Le premier satellite turkmène de télécommunications TürkmenÄlem 52° E, construit à Cannes par Thales Alenia Space, a été lancé avec succès le 28 avril 2015.

Séparation du dernier étage de Falcon 9 ©Patrick Pascal

Le premier satellite turkmène de télécommunications TürkmenÄlem 52° E (NB: signifiant monde ou paix turkmène comme Mir en russe; position géostationnaire 52° Est), construit à Cannes par Thales Alenia Space, a été lancé avec succès le 28 avril 2015 (NB: selon l’heure locale turkmène). La perfection technique du lancement et l’excellent fonctionnement depuis lors du satellite – destiné à la télévision, à la radiodiffusion et à internet – furent l’aboutissement d’un processus de négociation et de développement technique étalé sur plus de cinq années.

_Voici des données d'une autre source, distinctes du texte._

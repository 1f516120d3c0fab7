// =============================================================================
// Sentiment Client — Alternative.me Fear & Greed Index
// =============================================================================

use tracing::instrument;

use crate::collectors::{get_json_with_retry, http_client};
use crate::errors::CollectorError;

const SOURCE: &str = "fear_greed";
const BASE_URL: &str = "https://api.alternative.me/fng";

#[derive(Debug, Clone, Copy, PartialEq, Eq)]
pub enum FearGreedClassification {
    ExtremeFear,
    Fear,
    Neutral,
    Greed,
    ExtremeGreed,
}

impl FearGreedClassification {
    fn parse(label: &str) -> Self {
        match label.to_ascii_lowercase().as_str() {
            "extreme fear" => Self::ExtremeFear,
            "fear" => Self::Fear,
            "greed" => Self::Greed,
            "extreme greed" => Self::ExtremeGreed,
            _ => Self::Neutral,
        }
    }
}

#[derive(Debug, Clone, Copy)]
pub struct FearGreedReading {
    pub value: u8,
    pub classification: FearGreedClassification,
}

pub struct SentimentClient {
    client: reqwest::Client,
}

impl SentimentClient {
    pub fn new() -> Self {
        Self { client: http_client() }
    }

    /// Current Fear & Greed reading.
    #[instrument(skip(self), name = "sentiment::fetch_current")]
    pub async fn fetch_current(&self) -> Result<FearGreedReading, CollectorError> {
        let body = get_json_with_retry(&self.client, BASE_URL, SOURCE).await?;
        parse_reading(&body).ok_or_else(|| CollectorError::Malformed {
            source: SOURCE.to_string(),
            detail: "missing data[0]".to_string(),
        })
    }

    /// Last `limit` days of Fear & Greed readings, oldest last (as returned
    /// by the upstream API).
    #[instrument(skip(self), name = "sentiment::fetch_history")]
    pub async fn fetch_history(&self, limit: u32) -> Result<Vec<FearGreedReading>, CollectorError> {
        let url = format!("{BASE_URL}/?limit={limit}");
        let body = get_json_with_retry(&self.client, &url, SOURCE).await?;

        let items = body["data"].as_array().ok_or_else(|| CollectorError::Malformed {
            source: SOURCE.to_string(),
            detail: "missing 'data' array".to_string(),
        })?;

        Ok(items
            .iter()
            .filter_map(|item| {
                let value = item["value"].as_str()?.parse::<u8>().ok()?;
                let classification = FearGreedClassification::parse(item["value_classification"].as_str()?);
                Some(FearGreedReading { value, classification })
            })
            .collect())
    }
}

impl Default for SentimentClient {
    fn default() -> Self {
        Self::new()
    }
}

fn parse_reading(body: &serde_json::Value) -> Option<FearGreedReading> {
    let first = body["data"].as_array()?.first()?;
    let value = first["value"].as_str()?.parse::<u8>().ok()?;
    let classification = FearGreedClassification::parse(first["value_classification"].as_str()?);
    Some(FearGreedReading { value, classification })
}

#[cfg(test)]
mod tests {
    use super::*;

    #[test]
    fn parse_reading_extracts_value_and_classification() {
        let body = serde_json::json!({"data": [{"value": "65", "value_classification": "Greed"}]});
        let reading = parse_reading(&body).unwrap();
        assert_eq!(reading.value, 65);
        assert_eq!(reading.classification, FearGreedClassification::Greed);
    }

    #[test]
    fn parse_reading_falls_back_to_neutral_for_unknown_label() {
        let body = serde_json::json!({"data": [{"value": "50", "value_classification": "Balanced"}]});
        let reading = parse_reading(&body).unwrap();
        assert_eq!(reading.classification, FearGreedClassification::Neutral);
    }

    #[test]
    fn parse_reading_returns_none_on_empty_data() {
        let body = serde_json::json!({"data": []});
        assert!(parse_reading(&body).is_none());
    }
}
// =============================================================================
// Runtime Configuration — hot-reloadable service settings with atomic save
// =============================================================================
//
// Central configuration hub for the market-data core. Every tunable
// parameter lives here so the service can be reconfigured without a
// restart.
//
// Persistence uses an atomic tmp + rename pattern to prevent corruption on
// crash. All fields carry `#[serde(default)]` so that adding new fields
// never breaks loading an older config file.
// =============================================================================

use std::collections::HashMap;
use std::path::Path;

use anyhow::{Context, Result};
use serde::{Deserialize, Serialize};
use tracing::info;

// =============================================================================
// Default-value helpers (required by serde `default = "..."` attribute)
// =============================================================================

fn default_symbols() -> Vec<String> {
    vec![
        "BTCUSDT".to_string(),
        "ETHUSDT".to_string(),
        "BNBUSDT".to_string(),
        "XRPUSDT".to_string(),
        "SOLUSDT".to_string(),
    ]
}

fn default_data_dir() -> String {
    "./data".to_string()
}

fn default_exchange_base_url() -> String {
    "https://api.binance.com".to_string()
}

fn default_exchange_kline_base_url() -> String {
    // Binance's public data mirror, used specifically for K-line history
    // pulls to avoid regional blocks on the primary endpoint.
    "https://data-api.binance.vision".to_string()
}

fn default_scheduler_timezone() -> String {
    "UTC".to_string()
}

fn default_rate_limit_max_rate() -> f64 {
    8.0
}

fn default_rate_limit_burst() -> u32 {
    12
}

fn default_kline_concurrency() -> usize {
    3
}

fn default_kline_batch_pause_ms() -> u64 {
    300
}

fn default_crawl_interval_minutes() -> i64 {
    60
}

fn default_buy_threshold() -> f64 {
    65.0
}

fn default_sell_threshold() -> f64 {
    35.0
}

fn default_atr_stop_mult() -> f64 {
    1.5
}

fn default_atr_target_mult() -> f64 {
    2.5
}

fn default_klines_limit() -> u32 {
    200
}

fn default_tf_weights() -> HashMap<String, f64> {
    let mut m = HashMap::new();
    m.insert("4h".to_string(), 0.50);
    m.insert("1h".to_string(), 0.35);
    m.insert("15m".to_string(), 0.15);
    m
}

fn default_component_weights() -> HashMap<String, f64> {
    let mut m = HashMap::new();
    m.insert("ema_alignment".to_string(), 0.20);
    m.insert("rsi".to_string(), 0.15);
    m.insert("stoch_rsi".to_string(), 0.10);
    m.insert("macd".to_string(), 0.20);
    m.insert("bollinger".to_string(), 0.10);
    m.insert("volume".to_string(), 0.10);
    m.insert("trend_structure".to_string(), 0.15);
    m
}

fn default_base_position_size() -> f64 {
    0.1
}

fn default_etf_lookup_spacing_ms() -> u64 {
    500
}

// =============================================================================
// TaParams
// =============================================================================

/// Tunable parameters for the TA strategy (thresholds, ATR multipliers,
/// component/timeframe weights, position sizing).
#[derive(Debug, Clone, Serialize, Deserialize)]
pub struct TaParams {
    #[serde(default = "default_buy_threshold")]
    pub buy_threshold: f64,
    #[serde(default = "default_sell_threshold")]
    pub sell_threshold: f64,
    #[serde(default = "default_atr_stop_mult")]
    pub atr_stop_mult: f64,
    #[serde(default = "default_atr_target_mult")]
    pub atr_target_mult: f64,
    #[serde(default = "default_klines_limit")]
    pub klines_limit: u32,
    #[serde(default = "default_tf_weights")]
    pub timeframe_weights: HashMap<String, f64>,
    #[serde(default = "default_component_weights")]
    pub component_weights: HashMap<String, f64>,
    #[serde(default = "default_base_position_size")]
    pub base_position_size: f64,
}

impl Default for TaParams {
    fn default() -> Self {
        Self {
            buy_threshold: default_buy_threshold(),
            sell_threshold: default_sell_threshold(),
            atr_stop_mult: default_atr_stop_mult(),
            atr_target_mult: default_atr_target_mult(),
            klines_limit: default_klines_limit(),
            timeframe_weights: default_tf_weights(),
            component_weights: default_component_weights(),
            base_position_size: default_base_position_size(),
        }
    }
}

// =============================================================================
// RateLimitParams
// =============================================================================

#[derive(Debug, Clone, Serialize, Deserialize)]
pub struct RateLimitParams {
    #[serde(default = "default_rate_limit_max_rate")]
    pub max_rate: f64,
    #[serde(default = "default_rate_limit_burst")]
    pub burst: u32,
    #[serde(default = "default_kline_concurrency")]
    pub kline_concurrency: usize,
    #[serde(default = "default_kline_batch_pause_ms")]
    pub kline_batch_pause_ms: u64,
    #[serde(default = "default_etf_lookup_spacing_ms")]
    pub etf_lookup_spacing_ms: u64,
}

impl Default for RateLimitParams {
    fn default() -> Self {
        Self {
            max_rate: default_rate_limit_max_rate(),
            burst: default_rate_limit_burst(),
            kline_concurrency: default_kline_concurrency(),
            kline_batch_pause_ms: default_kline_batch_pause_ms(),
            etf_lookup_spacing_ms: default_etf_lookup_spacing_ms(),
        }
    }
}

// =============================================================================
// RuntimeConfig
// =============================================================================

/// Top-level runtime configuration for the market-data core.
///
/// Every field has a serde default so that older JSON files missing new
/// fields will still deserialise correctly.
#[derive(Debug, Clone, Serialize, Deserialize)]
pub struct RuntimeConfig {
    /// Symbols the core collects and serves data for.
    #[serde(default = "default_symbols")]
    pub symbols: Vec<String>,

    /// Directory for the embedded SQL store and any on-disk caches.
    #[serde(default = "default_data_dir")]
    pub data_dir: String,

    /// Base URL for ticker / spot-price endpoints.
    #[serde(default = "default_exchange_base_url")]
    pub exchange_base_url: String,

    /// Base URL for K-line history pulls (data-mirror endpoint).
    #[serde(default = "default_exchange_kline_base_url")]
    pub exchange_kline_base_url: String,

    /// IANA timezone name the scheduler's triggers are evaluated in.
    #[serde(default = "default_scheduler_timezone")]
    pub scheduler_timezone: String,

    /// Minutes between crawler eligibility checks for a given spider source.
    #[serde(default = "default_crawl_interval_minutes")]
    pub crawl_interval_minutes: i64,

    #[serde(default)]
    pub rate_limit: RateLimitParams,

    #[serde(default)]
    pub ta_params: TaParams,
}

impl Default for RuntimeConfig {
    fn default() -> Self {
        Self {
            symbols: default_symbols(),
            data_dir: default_data_dir(),
            exchange_base_url: default_exchange_base_url(),
            exchange_kline_base_url: default_exchange_kline_base_url(),
            scheduler_timezone: default_scheduler_timezone(),
            crawl_interval_minutes: default_crawl_interval_minutes(),
            rate_limit: RateLimitParams::default(),
            ta_params: TaParams::default(),
        }
    }
}

impl RuntimeConfig {
    /// Load configuration from a JSON file at `path`.
    ///
    /// If the file does not exist, returns an error so the caller can fall
    /// back to defaults with a warning.
    pub fn load(path: impl AsRef<Path>) -> Result<Self> {
        let path = path.as_ref();

        let content = std::fs::read_to_string(path)
            .with_context(|| format!("failed to read runtime config from {}", path.display()))?;

        let config: Self = serde_json::from_str(&content)
            .with_context(|| format!("failed to parse runtime config from {}", path.display()))?;

        info!(path = %path.display(), symbols = ?config.symbols, "runtime config loaded");

        Ok(config)
    }

    /// Persist the current configuration to `path` using an atomic write
    /// (write to `.tmp`, then rename).
    pub fn save(&self, path: impl AsRef<Path>) -> Result<()> {
        let path = path.as_ref();

        let content = serde_json::to_string_pretty(self)
            .context("failed to serialise runtime config to JSON")?;

        let tmp_path = path.with_extension("json.tmp");

        std::fs::write(&tmp_path, &content)
            .with_context(|| format!("failed to write tmp config to {}", tmp_path.display()))?;

        std::fs::rename(&tmp_path, path)
            .with_context(|| format!("failed to rename tmp config to {}", path.display()))?;

        info!(path = %path.display(), "runtime config saved (atomic)");
        Ok(())
    }
}

// =============================================================================
// Tests
// =============================================================================
#[cfg(test)]
mod tests {
    use super::*;

    #[test]
    fn default_config_has_expected_values() {
        let cfg = RuntimeConfig::default();
        assert_eq!(cfg.symbols.len(), 5);
        assert_eq!(cfg.symbols[0], "BTCUSDT");
        assert!((cfg.rate_limit.max_rate - 8.0).abs() < f64::EPSILON);
        assert_eq!(cfg.rate_limit.burst, 12);
        assert_eq!(cfg.rate_limit.kline_concurrency, 3);
        assert!((cfg.ta_params.buy_threshold - 65.0).abs() < f64::EPSILON);
        assert!((cfg.ta_params.sell_threshold - 35.0).abs() < f64::EPSILON);
    }

    #[test]
    fn deserialise_empty_json_uses_defaults() {
        let cfg: RuntimeConfig = serde_json::from_str("{}").unwrap();
        assert_eq!(cfg.symbols.len(), 5);
        assert_eq!(cfg.crawl_interval_minutes, 60);
    }

    #[test]
    fn deserialise_partial_json_fills_defaults() {
        let json = r#"{ "symbols": ["ETHUSDT"] }"#;
        let cfg: RuntimeConfig = serde_json::from_str(json).unwrap();
        assert_eq!(cfg.symbols, vec!["ETHUSDT"]);
        assert_eq!(cfg.rate_limit.burst, 12);
    }

    #[test]
    fn roundtrip_serialisation() {
        let cfg = RuntimeConfig::default();
        let json = serde_json::to_string(&cfg).unwrap();
        let cfg2: RuntimeConfig = serde_json::from_str(&json).unwrap();
        assert_eq!(cfg.symbols, cfg2.symbols);
        assert_eq!(cfg.data_dir, cfg2.data_dir);
    }

    #[test]
    fn load_and_save_round_trip(
    ) {
        let dir = std::env::temp_dir().join(format!("rc_test_{}", uuid::Uuid::new_v4()));
        std::fs::create_dir_all(&dir).unwrap();
        let path = dir.join("runtime_config.json");

        let cfg = RuntimeConfig::default();
        cfg.save(&path).unwrap();
        let loaded = RuntimeConfig::load(&path).unwrap();
        assert_eq!(cfg.symbols, loaded.symbols);

        std::fs::remove_dir_all(&dir).ok();
    }
}
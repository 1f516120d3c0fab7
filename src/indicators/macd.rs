// =============================================================================
// MACD — Moving Average Convergence Divergence
// =============================================================================
//
//   macd_line   = EMA(fast) - EMA(slow)
//   signal_line = EMA(macd_line series, signal_period)
//   histogram   = macd_line - signal_line
//
// Cross detection compares the last two `(macd - signal)` deltas: a sign
// flip negative -> positive is a golden cross, positive -> negative is a
// death cross.
// =============================================================================

use crate::indicators::ema::calculate_ema;
use serde::Serialize;

#[derive(Debug, Clone, Copy, PartialEq, Eq, Serialize)]
pub enum Cross {
    Golden,
    Death,
    None,
}

#[derive(Debug, Clone, Copy, PartialEq, Eq)]
pub enum Trend {
    Bullish,
    Bearish,
}

#[derive(Debug, Clone, Copy, PartialEq)]
pub struct Macd {
    pub macd_line: f64,
    pub signal_line: f64,
    pub histogram: f64,
    pub trend: Trend,
    pub cross: Cross,
}

/// Compute the current MACD reading for a close-price series.
///
/// `calculate_ema` never returns an empty series for non-empty input, so
/// this only returns `None` when `closes` itself is empty or too short to
/// form at least two `(macd, signal)` pairs for cross detection.
pub fn calculate_macd(
    closes: &[f64],
    fast_period: usize,
    slow_period: usize,
    signal_period: usize,
) -> Option<Macd> {
    if closes.len() < 2 {
        return None;
    }

    let fast = calculate_ema(closes, fast_period);
    let slow = calculate_ema(closes, slow_period);

    let macd_series: Vec<f64> = fast.iter().zip(slow.iter()).map(|(f, s)| f - s).collect();
    if macd_series.len() < 2 {
        return None;
    }

    let signal_series = calculate_ema(&macd_series, signal_period);

    let macd_line = *macd_series.last()?;
    let signal_line = *signal_series.last()?;
    let histogram = macd_line - signal_line;

    let trend = if macd_line > 0.0 {
        Trend::Bullish
    } else {
        Trend::Bearish
    };

    let n = macd_series.len();
    let prev_delta = macd_series[n - 2] - signal_series[n - 2];
    let last_delta = macd_line - signal_line;

    let cross = if prev_delta < 0.0 && last_delta > 0.0 {
        Cross::Golden
    } else if prev_delta > 0.0 && last_delta < 0.0 {
        Cross::Death
    } else {
        Cross::None
    };

    Some(Macd {
        macd_line,
        signal_line,
        histogram,
        trend,
        cross,
    })
}
// =============================================================================
// Shared types used across the market-data core
// =============================================================================

use serde::{Deserialize, Serialize};
use std::fmt;
use std::str::FromStr;

/// A candlestick timeframe. Ordered from smallest to largest.
#[derive(Debug, Clone, Copy, PartialEq, Eq, Hash, Serialize, Deserialize)]
pub enum Interval {
    #[serde(rename = "1m")]
    M1,
    #[serde(rename = "5m")]
    M5,
    #[serde(rename = "15m")]
    M15,
    #[serde(rename = "1h")]
    H1,
    #[serde(rename = "4h")]
    H4,
    #[serde(rename = "1d")]
    D1,
}

impl Interval {
    /// All intervals the core understands, smallest first.
    pub const ALL: [Interval; 6] = [
        Interval::M1,
        Interval::M5,
        Interval::M15,
        Interval::H1,
        Interval::H4,
        Interval::D1,
    ];

    /// Interval length in milliseconds.
    pub fn millis(self) -> i64 {
        match self {
            Interval::M1 => 60_000,
            Interval::M5 => 300_000,
            Interval::M15 => 900_000,
            Interval::H1 => 3_600_000,
            Interval::H4 => 14_400_000,
            Interval::D1 => 86_400_000,
        }
    }

    /// Default number of bars to backfill on first sync for this interval.
    pub fn initial_lookback_bars(self) -> i64 {
        match self {
            Interval::M1 => 1440,
            Interval::M5 => 2016,
            Interval::M15 => 2016,
            Interval::H1 => 2000,
            Interval::H4 => 2000,
            Interval::D1 => 1095,
        }
    }

    pub fn as_str(self) -> &'static str {
        match self {
            Interval::M1 => "1m",
            Interval::M5 => "5m",
            Interval::M15 => "15m",
            Interval::H1 => "1h",
            Interval::H4 => "4h",
            Interval::D1 => "1d",
        }
    }
}

impl fmt::Display for Interval {
    fn fmt(&self, f: &mut fmt::Formatter<'_>) -> fmt::Result {
        write!(f, "{}", self.as_str())
    }
}

/// Error returned when a timeframe token does not match the allowed set.
#[derive(Debug, Clone)]
pub struct UnknownIntervalError(pub String);

impl fmt::Display for UnknownIntervalError {
    fn fmt(&self, f: &mut fmt::Formatter<'_>) -> fmt::Result {
        write!(f, "unknown timeframe token: {}", self.0)
    }
}

impl std::error::Error for UnknownIntervalError {}

impl FromStr for Interval {
    type Err = UnknownIntervalError;

    fn from_str(s: &str) -> Result<Self, Self::Err> {
        match s {
            "1m" => Ok(Interval::M1),
            "5m" => Ok(Interval::M5),
            "15m" => Ok(Interval::M15),
            "1h" => Ok(Interval::H1),
            "4h" => Ok(Interval::H4),
            "1d" => Ok(Interval::D1),
            other => Err(UnknownIntervalError(other.to_string())),
        }
    }
}

/// The action an agent signal (or a TA strategy output) recommends.
#[derive(Debug, Clone, Copy, PartialEq, Eq, Serialize, Deserialize)]
#[serde(rename_all = "UPPERCASE")]
pub enum TradeAction {
    Buy,
    Sell,
    Hold,
}

impl fmt::Display for TradeAction {
    fn fmt(&self, f: &mut fmt::Formatter<'_>) -> fmt::Result {
        match self {
            TradeAction::Buy => write!(f, "BUY"),
            TradeAction::Sell => write!(f, "SELL"),
            TradeAction::Hold => write!(f, "HOLD"),
        }
    }
}

impl FromStr for TradeAction {
    type Err = UnknownIntervalError;

    fn from_str(s: &str) -> Result<Self, Self::Err> {
        match s.to_ascii_uppercase().as_str() {
            "BUY" => Ok(TradeAction::Buy),
            "SELL" => Ok(TradeAction::Sell),
            "HOLD" => Ok(TradeAction::Hold),
            other => Err(UnknownIntervalError(other.to_string())),
        }
    }
}

/// Signal-quality grade: extremity + multi-timeframe concurrence.
#[derive(Debug, Clone, Copy, PartialEq, Eq, Serialize, Deserialize)]
pub enum Grade {
    A,
    B,
    C,
}

impl fmt::Display for Grade {
    fn fmt(&self, f: &mut fmt::Formatter<'_>) -> fmt::Result {
        match self {
            Grade::A => write!(f, "A"),
            Grade::B => write!(f, "B"),
            Grade::C => write!(f, "C"),
        }
    }
}

#[cfg(test)]
mod tests {
    use super::*;

    #[test]
    fn interval_round_trips_through_str() {
        for iv in Interval::ALL {
            let parsed: Interval = iv.as_str().parse().unwrap();
            assert_eq!(parsed, iv);
        }
    }

    #[test]
    fn interval_rejects_unknown_token() {
        assert!("3m".parse::<Interval>().is_err());
    }

    #[test]
    fn trade_action_parses_case_insensitively() {
        assert_eq!("buy".parse::<TradeAction>().unwrap(), TradeAction::Buy);
        assert_eq!("SELL".parse::<TradeAction>().unwrap(), TradeAction::Sell);
        assert!("MAYBE".parse::<TradeAction>().is_err());
    }

    #[test]
    fn interval_millis_matches_close_time_invariant() {
        // close_time_ms = open_time_ms + interval_ms - 1
        for iv in Interval::ALL {
            assert!(iv.millis() > 0);
        }
    }
}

Le montage de l’opération s’est avéré assez complexe. Le Ministère turkmène des Communications a signé en novembre 2011 divers engagements contractuels avec Thales Alenia Space pour la fabrication et la livraison du satellite à l’organisme étatique turkmène NSSC (National System of Satellite Communications). De son côté, la Société Space Systems International (SSI-Monaco) avait obtenu dès 2009 une licence du gouvernement monégasque pour l’exploitation de la position orbitale 52° Est. L’autorité turkmène s’est donc également engagée auprès de SSI pour l’utilisation de cette position orbitale réservant à la Société monégasque 12 des 38 canaux de télécommunication du futur satellite pour son propre compte et la responsabilité de commercialiser les autres. C’est la raison pour laquelle le satellite turkmène fut à la fois enregistré comme TürkmenÄlem 52° opéré par Turkmenistan National Space Agency et MonacoSAT 1.

Le Turkménistan est ainsi devenu client des satellites Spacebus produits par Thales Alenia Space. Spacebus est le nom donné à la famille des plates-formes (NB: modules de service destinés à apporter toutes les fonctions nécessaires au satellite quelle que soit la charge utile spécifique de la mission, qu’il s’agisse de télécommunication, d’observation de la terre, de navigation ou de mission scientifique). Ces satellites de télécommunications géostationnaires ont été développés à partir des années 80 par Aérospatiale, devenue Alcatel Space, puis Alcatel Alenia Space, enfin Thales Alenia Space en 2007. Le nom de Spacebus fut attribué par référence au programme aéronautique Airbus. Tous les produits de la gamme ont été exportés.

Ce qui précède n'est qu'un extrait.